Elsewhere, Paradise Records runs through a series of wannabe Chappelle’s Show skits with a mumblecore spirit, including a dance number set to Project Pat’s “If You Ain’t From My Hood,” buying weed off Jay and Silent Bob in a scene shot in black and white to pay direct homage to Clerks, and Logic getting his Mike Myers on by transforming into Cooper’s Uncle Tony, an elderly player and hustler in financial trouble with the neighborhood wise guys. Logic can’t settle on what type of comedy he wants to make. It doesn’t help that he isn’t very funny. Paradise Records is sometimes a slacker comedy fitted around long, awkward conversations. Sometimes it’s a stoner comedy full of hijinks. Sometimes it’s in the lineage of the stripped-down Judd Apatow improv comedies that let actors fire off-the-dome jokes and get off their bits and impressions. Logic’s impressions, believe it or not, are of Rocky Balboa and Mr. Burns. Timely stuff.

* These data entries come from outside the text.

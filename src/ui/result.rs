use ratatui::{
    prelude::*,
    widgets::{Block, Borders, Padding, Paragraph},
};

use crate::app::App;
use crate::models::{AnswerRecord, RecordOutcome};

pub fn render(frame: &mut Frame, area: Rect, app: &App) {
    let Some(results) = app.results() else {
        return;
    };
    let grade_color = get_grade_color(results.percentage);

    let chunks = Layout::vertical([
        Constraint::Length(1),
        Constraint::Length(6),
        Constraint::Fill(1),
        Constraint::Length(2),
    ])
    .margin(1)
    .split(area);

    render_score_summary(
        frame,
        chunks[1],
        results.score,
        results.total,
        results.percentage,
        grade_color,
    );
    render_breakdown(frame, chunks[2], &results.breakdown, app.result_scroll());
    render_controls(frame, chunks[3]);
}

fn get_grade_color(percentage: u32) -> Color {
    match percentage {
        90..=100 => Color::Green,
        70..=89 => Color::Cyan,
        50..=69 => Color::Yellow,
        _ => Color::Red,
    }
}

fn render_score_summary(
    frame: &mut Frame,
    area: Rect,
    score: usize,
    total: usize,
    percentage: u32,
    grade_color: Color,
) {
    let content = vec![
        Line::from(""),
        Line::from(Span::styled(
            "RESULTS",
            Style::default().fg(Color::Cyan).bold(),
        )),
        Line::from(""),
        Line::from(Span::styled(
            format!("You scored {} out of {} ({}%)", score, total, percentage),
            Style::default().fg(grade_color).bold(),
        )),
        Line::from(""),
    ];

    let widget = Paragraph::new(content).alignment(Alignment::Center).block(
        Block::default()
            .borders(Borders::BOTTOM)
            .border_style(Color::DarkGray),
    );
    frame.render_widget(widget, area);
}

fn render_breakdown(frame: &mut Frame, area: Rect, breakdown: &[AnswerRecord], scroll: usize) {
    let lines: Vec<Line> = breakdown
        .iter()
        .enumerate()
        .map(|(index, record)| {
            let color = match record.outcome {
                RecordOutcome::Skipped => Color::DarkGray,
                RecordOutcome::Answered { correct: true, .. } => Color::Green,
                RecordOutcome::Answered { correct: false, .. } => Color::Red,
            };
            Line::from(Span::styled(
                record.summary_line(index),
                Style::default().fg(color),
            ))
        })
        .collect();

    let widget = Paragraph::new(lines)
        .block(Block::default().padding(Padding::horizontal(1)))
        .scroll((scroll_offset(scroll), 0));
    frame.render_widget(widget, area);
}

fn scroll_offset(scroll: usize) -> u16 {
    u16::try_from(scroll).unwrap_or(u16::MAX)
}

fn render_controls(frame: &mut Frame, area: Rect) {
    let widget = Paragraph::new("j/k scroll  ·  r retry  ·  b back to start  ·  q quit")
        .alignment(Alignment::Center)
        .fg(Color::DarkGray);
    frame.render_widget(widget, area);
}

It’s not all bad, I guess. There are fine cameos from Juicy J and Joseph Gordon-Levitt. The vinyl shop looks a little too clean and corporate for a guy with massive money issues, but the walls lined with music and movie posters give it some warmth. (Ones for Akira, Flight of the Concords, Wiz Khalifa, Fall Out Boy, Dilla, The Last of Us, and Elton John stand out.) And I laughed when Logic made room for his real-life, Schoolly D–quoting dad to talk shit and get high. Paradise Records is not so bad when it’s almost as nerdy and personal as his music can be.
That could be what drew Logic to the movies of Kevin Smith, especially the ’90s favorites that veer off into minutes-long diatribes about Star Wars or Marvel comics. As he drifts further from what is considered hot in rap—he was once upon a time a 2013 XXL Freshman—he seems to be burrowing deeper into his own interests and underlining that he is a real person in a hip-hop ecosystem full of cartoon characters. “I’ve been on a run of doing, like, super hip-hop music and that shit doesn’t pay the bills at all,” Logic said to TMZ last year, both sincere and trolling. “I’ve been blessed enough…to make music from my heart, but, next year, I’m gon’ fuck ’em up, I’m ’bout to drop all this, like, Playboi Carti, trap, turn-up shit. Go get a bag and have fun.” His half-committed critique aside, he makes it clear that he’s on a mission to make art that prioritizes the depth and humanity of an artist over trends.